México ha escalado posiciones en el mapa mundial como proveedor estratégico de insumos para sistemas de inteligencia artificial. De acuerdo con datos recientes citados por La Jornada, el país se ubica como el segundo exportador de productos clave para la construcción de infraestructuras de IA, solo detrás de China. Este posicionamiento abre un abanico de oportunidades para la industria manufacturera, la cadena de suministro tecnológica y las pymes que logren insertarse en estas nuevas cadenas de valor.
De maquiladora a socio estratégico en la era de la IA
Históricamente, México se consolidó como plataforma manufacturera orientada a la exportación, con especial peso en sectores como el automotriz, la electrónica y el equipo de cómputo. En los últimos años, esta vocación se ha trasladado hacia segmentos de mayor complejidad tecnológica: componentes para centros de datos, tarjetas y dispositivos para procesamiento intensivo, cableado especializado y partes de infraestructura crítica.
Reportes recientes de La Jornada, con base en cifras del Banco Mundial, confirman que México ya es el segundo exportador mundial de productos que se utilizan para construir sistemas de inteligencia artificial, solo detrás de China, lo que subraya la relevancia del país en las nuevas cadenas globales de valor tecnológico.
El salto en exportaciones de electrónicos y cómputo
BBVA Research documenta que la industria de computación y electrónicos fue uno de los principales motores de exportación durante 2025, con una alta integración a la red productiva concentrada en el norte y centro del país. Este dinamismo está impulsado por la demanda asociada al desarrollo de infraestructura de inteligencia artificial y a la expansión de centros de datos en Estados Unidos.
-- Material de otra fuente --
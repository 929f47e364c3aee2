//! Import entry points
//!
//! ```ignore
//! use threemf_import::{MemoryScene, import};
//!
//! let mut scene = MemoryScene::new();
//! let summary = import("model.3mf", &mut scene)?;
//! println!("{}", summary);
//! ```

use crate::assemble::SceneAssembler;
use crate::error::{Error, Result};
use crate::materials::{DEFAULT_METALLIC, DEFAULT_ROUGHNESS, DEFAULT_UV_LAYER};
use crate::reader::ResourceGraph;
use crate::scene::SceneSink;
use log::info;
use std::fmt;
use std::io::{Read, Seek};
use std::path::Path;

/// Default name of objects created for unnamed meshes
pub const DEFAULT_OBJECT_NAME: &str = "3mf_object";

/// Default name of mesh data created for unnamed meshes
pub const DEFAULT_MESH_NAME: &str = "3MF_Mesh";

/// Settings for one import
///
/// # Example
///
/// ```
/// use threemf_import::ImportConfig;
///
/// let config = ImportConfig::new()
///     .with_uv_layer_name("Atlas")
///     .with_strict_objects(true);
/// assert_eq!(config.uv_layer_name, "Atlas");
/// ```
#[derive(Debug, Clone, PartialEq)]
pub struct ImportConfig {
    /// UV layer that corner UVs are written to and textures sample from
    pub uv_layer_name: String,
    /// Roughness of flat materials
    pub default_roughness: f32,
    /// Metallic factor of flat materials
    pub default_metallic: f32,
    /// Object name used when the source object has none
    pub object_name: String,
    /// Mesh data name used when the source object has none
    pub mesh_name: String,
    /// Fail on components or unknown objects instead of skipping them
    pub strict_objects: bool,
    /// Select imported objects and make the last one active
    pub select_imported: bool,
}

impl Default for ImportConfig {
    fn default() -> Self {
        Self {
            uv_layer_name: DEFAULT_UV_LAYER.to_string(),
            default_roughness: DEFAULT_ROUGHNESS,
            default_metallic: DEFAULT_METALLIC,
            object_name: DEFAULT_OBJECT_NAME.to_string(),
            mesh_name: DEFAULT_MESH_NAME.to_string(),
            strict_objects: false,
            select_imported: true,
        }
    }
}

impl ImportConfig {
    /// Create a configuration with default settings
    pub fn new() -> Self {
        Self::default()
    }

    /// Set the UV layer name
    pub fn with_uv_layer_name(mut self, name: impl Into<String>) -> Self {
        self.uv_layer_name = name.into();
        self
    }

    /// Set the roughness of flat materials
    pub fn with_default_roughness(mut self, roughness: f32) -> Self {
        self.default_roughness = roughness;
        self
    }

    /// Set the metallic factor of flat materials
    pub fn with_default_metallic(mut self, metallic: f32) -> Self {
        self.default_metallic = metallic;
        self
    }

    /// Set the fallback object name
    pub fn with_object_name(mut self, name: impl Into<String>) -> Self {
        self.object_name = name.into();
        self
    }

    /// Set the fallback mesh data name
    pub fn with_mesh_name(mut self, name: impl Into<String>) -> Self {
        self.mesh_name = name.into();
        self
    }

    /// Fail on object kinds other than meshes
    pub fn with_strict_objects(mut self, strict: bool) -> Self {
        self.strict_objects = strict;
        self
    }

    /// Select imported objects
    pub fn with_select_imported(mut self, select: bool) -> Self {
        self.select_imported = select;
        self
    }
}

/// Counts reported by a successful import
#[derive(Debug, Clone, Default, PartialEq, Eq)]
#[cfg_attr(feature = "serde", derive(serde::Serialize))]
pub struct ImportSummary {
    /// Objects created
    pub objects: usize,
    /// Vertices across all created meshes
    pub vertices: usize,
    /// Triangles across all created meshes
    pub triangles: usize,
    /// Distinct materials created
    pub materials: usize,
    /// Texture images loaded
    pub textures: usize,
    /// Triangles whose property record named an unknown group
    pub unresolved_triangles: usize,
    /// Objects skipped because they are not meshes
    pub skipped_objects: usize,
}

impl fmt::Display for ImportSummary {
    fn fmt(&self, f: &mut fmt::Formatter<'_>) -> fmt::Result {
        fn count(n: usize, one: &str, many: &str) -> String {
            format!("{} {}", n, if n == 1 { one } else { many })
        }

        write!(
            f,
            "Imported {} ({}, {}, {})",
            count(self.objects, "object", "objects"),
            count(self.vertices, "vertex", "vertices"),
            count(self.triangles, "triangle", "triangles"),
            count(self.materials, "material", "materials"),
        )?;
        if self.textures > 0 {
            write!(f, ", {}", count(self.textures, "texture", "textures"))?;
        }
        if self.skipped_objects > 0 {
            write!(f, ", skipped {}", count(self.skipped_objects, "object", "objects"))?;
        }
        Ok(())
    }
}

/// Import a 3MF file with default settings
pub fn import<P, S>(path: P, sink: &mut S) -> Result<ImportSummary>
where
    P: AsRef<Path>,
    S: SceneSink + ?Sized,
{
    import_with_config(path, sink, &ImportConfig::default())
}

/// Import a 3MF file
///
/// Nothing is written to `sink` unless reading and translating every mesh
/// succeeds.
pub fn import_with_config<P, S>(
    path: P,
    sink: &mut S,
    config: &ImportConfig,
) -> Result<ImportSummary>
where
    P: AsRef<Path>,
    S: SceneSink + ?Sized,
{
    let path = path.as_ref();
    info!("Importing 3MF file {}", path.display());
    let mut graph = ResourceGraph::open(path)?;
    run(&mut graph, sink, config)
}

/// Import a 3MF package from an in-memory or otherwise seekable source
pub fn import_from_reader<R, S>(
    reader: R,
    sink: &mut S,
    config: &ImportConfig,
) -> Result<ImportSummary>
where
    R: Read + Seek,
    S: SceneSink + ?Sized,
{
    info!("Importing 3MF package from reader");
    let mut graph = ResourceGraph::from_reader(reader)?;
    run(&mut graph, sink, config)
}

fn run<R, S>(
    graph: &mut ResourceGraph<R>,
    sink: &mut S,
    config: &ImportConfig,
) -> Result<ImportSummary>
where
    R: Read + Seek,
    S: SceneSink + ?Sized,
{
    let assembler = SceneAssembler::new(config);
    let staged = assembler.stage(graph)?;
    let report = assembler.commit(&staged, sink)?;

    let summary = ImportSummary {
        objects: report.objects.len(),
        vertices: staged.vertex_count(),
        triangles: staged.triangle_count(),
        materials: report.materials,
        textures: report.images,
        unresolved_triangles: staged.unresolved_triangles(),
        skipped_objects: staged.skipped_objects,
    };
    info!("{}", summary);
    Ok(summary)
}

/// Export a scene to 3MF
///
/// Export is not implemented; this always fails and never touches `path`.
pub fn export<P: AsRef<Path>>(path: P) -> Result<()> {
    Err(Error::Unsupported(format!(
        "3MF export is not implemented (requested '{}')",
        path.as_ref().display()
    )))
}
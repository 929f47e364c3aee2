#![no_main]

use libfuzzer_sys::fuzz_target;
use std::io::Cursor;
use threemf_import::{ErrorCategory, ImportConfig, MemoryScene, import_from_reader};

fuzz_target!(|data: &[u8]| {
    // Full pipeline: ZIP -> XML -> materials -> translation -> scene
    let mut scene = MemoryScene::new();
    let result = import_from_reader(Cursor::new(data), &mut scene, &ImportConfig::default());

    // Read and geometry failures happen before the first scene write
    if let Err(e) = result
        && e.category() != ErrorCategory::Scene
    {
        assert!(scene.is_empty());
    }
});
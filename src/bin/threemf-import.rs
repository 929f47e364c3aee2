//! 3MF Import Tool
//!
//! Imports a 3MF file into an in-memory scene and reports what was created.
//! Useful for checking how a file will come out in a host before opening it
//! there.

#![forbid(unsafe_code)]

use clap::Parser;
use std::path::PathBuf;
use std::process::ExitCode;
use threemf_import::scene::SceneMesh;
use threemf_import::{ImportConfig, MemoryScene, import_with_config};

/// Command-line arguments for the 3MF import tool
#[derive(Parser, Debug)]
#[command(author, version, about, long_about = None)]
struct Args {
    /// Path to the 3MF file to import
    #[arg(value_name = "FILE")]
    file_path: PathBuf,

    /// Log debug output (per-mesh counts, unresolved references)
    #[arg(short, long)]
    verbose: bool,

    /// Fail on components and unknown objects instead of skipping them
    #[arg(long)]
    strict: bool,

    /// Name of the UV layer textured meshes are written to
    #[arg(long, value_name = "NAME", default_value = "UVMap")]
    uv_layer: String,

    /// Print the import summary as JSON
    #[arg(long)]
    json: bool,
}

fn main() -> ExitCode {
    let args = Args::parse();

    let default_filter = if args.verbose { "debug" } else { "warn" };
    env_logger::Builder::from_env(env_logger::Env::default().default_filter_or(default_filter))
        .init();

    let config = ImportConfig::new()
        .with_strict_objects(args.strict)
        .with_uv_layer_name(args.uv_layer.clone());

    let mut scene = MemoryScene::new();
    let summary = match import_with_config(&args.file_path, &mut scene, &config) {
        Ok(summary) => summary,
        Err(e) => {
            eprintln!("Failed to import 3MF file: {}", e);
            return ExitCode::FAILURE;
        }
    };

    if args.json {
        match serde_json::to_string_pretty(&summary) {
            Ok(json) => println!("{}", json),
            Err(e) => {
                eprintln!("Failed to serialize summary: {}", e);
                return ExitCode::FAILURE;
            }
        }
        return ExitCode::SUCCESS;
    }

    println!("{}", summary);
    if summary.unresolved_triangles > 0 {
        println!(
            "{} triangles reference unknown property groups",
            summary.unresolved_triangles
        );
    }
    println!();

    for object in scene.objects() {
        let Some(mesh) = scene.mesh(object.mesh) else {
            continue;
        };
        let active = scene
            .active_object()
            .is_some_and(|active| std::ptr::eq(active, object));
        println!(
            "{}{}: {}",
            object.name,
            if active { " (active)" } else { "" },
            describe_mesh(mesh, &config.uv_layer_name)
        );
    }

    ExitCode::SUCCESS
}

fn describe_mesh(mesh: &SceneMesh, uv_layer: &str) -> String {
    let mut parts = vec![
        format!("{} vertices", mesh.vertices.len()),
        format!("{} faces", mesh.faces.len()),
        format!("{} material slots", mesh.material_slots.len()),
    ];
    if mesh.uv_layer(uv_layer).is_some() {
        parts.push(format!("UV layer '{}'", uv_layer));
    }
    parts.join(", ")
}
Este crecimiento no solo refleja un mayor volumen de comercio, sino también una sofisticación de los procesos productivos y una integración más profunda en las cadenas de valor norteamericanas. Para los ejecutivos mexicanos, este dinamismo se traduce en mayor relevancia de sectores como componentes de servidores, hardware de redes y soluciones de almacenamiento.
Nearshoring y polos de desarrollo: la IA como catalizador
El fenómeno de relocalización productiva ha llevado a grandes corporativos a considerar a México como base para plantas y centros de ensamblaje vinculados a infraestructura tecnológica, buscando proximidad al mercado estadounidense. Los llamados Polos de Desarrollo Económico para el Bienestar, impulsados por el gobierno federal, se han convertido en plataformas potenciales para proyectos ligados a inteligencia artificial, desde fábricas de hardware hasta centros de soporte técnico y servicios especializados.
El reto será combinar incentivos fiscales, infraestructura física en materia de puertos, carreteras y energía, y talento calificado, para consolidar estos polos como verdaderos centros de tecnología avanzada y no solo como zonas de ensamblaje básico.
Implicaciones para pymes mexicanas
Aunque los grandes beneficios suelen concentrarse en multinacionales y grandes ensambladoras, existen espacios crecientes para pymes en segmentos como la manufactura de partes específicas, servicios de mantenimiento, logística especializada y soluciones de empaquetado. Para capturar estas oportunidades, las empresas medianas deberán invertir en certificaciones, cumplimiento normativo, trazabilidad, ciberseguridad y dominio de estándares internacionales de calidad.
Asimismo, será clave construir relaciones de largo plazo con integradores y fabricantes de equipo original, aprovechando la geografía y la capacidad de respuesta rápida que ofrece la proximidad al mercado estadounidense frente a proveedores asiáticos.
Agenda interna: talento, regulación y sostenibilidad
El posicionamiento de México como potencia exportadora de insumos para inteligencia artificial exige una agenda robusta de desarrollo de talento en ingeniería, ciencias de datos, automatización y gestión de operaciones complejas. También plantea desafíos regulatorios en materia de seguridad de la información, protección de datos y cumplimiento de estándares de confiabilidad en hardware y software.
Finalmente, la expansión de infraestructura para inteligencia artificial tendrá impactos relevantes en el consumo de energía y la huella ambiental, lo que obliga a incorporar criterios de sostenibilidad en la toma de decisiones empresariales y en la planeación de nuevas plantas productivas.
Estrategia para ejecutivos: de proveedores tácticos a socios estratégicos
Las empresas que hoy participan como proveedores tácticos de piezas o servicios pueden evolucionar hacia socios estratégicos si logran ofrecer valor añadido: diseño colaborativo, innovación, servicios postventa y soluciones integrales. Esta transición requiere un enfoque de portafolio: identificar segmentos de mayor margen, reducir la dependencia de pocos clientes y explorar esquemas de coinversión con socios tecnológicos.
En un entorno de transformación acelerada, la combinación de capacidades productivas, talento local y visión de negocio será decisiva para que México consolide su posición global más allá de las ventajas de costo, y logre capturar una porción mayor del valor generado por la revolución de la inteligencia artificial.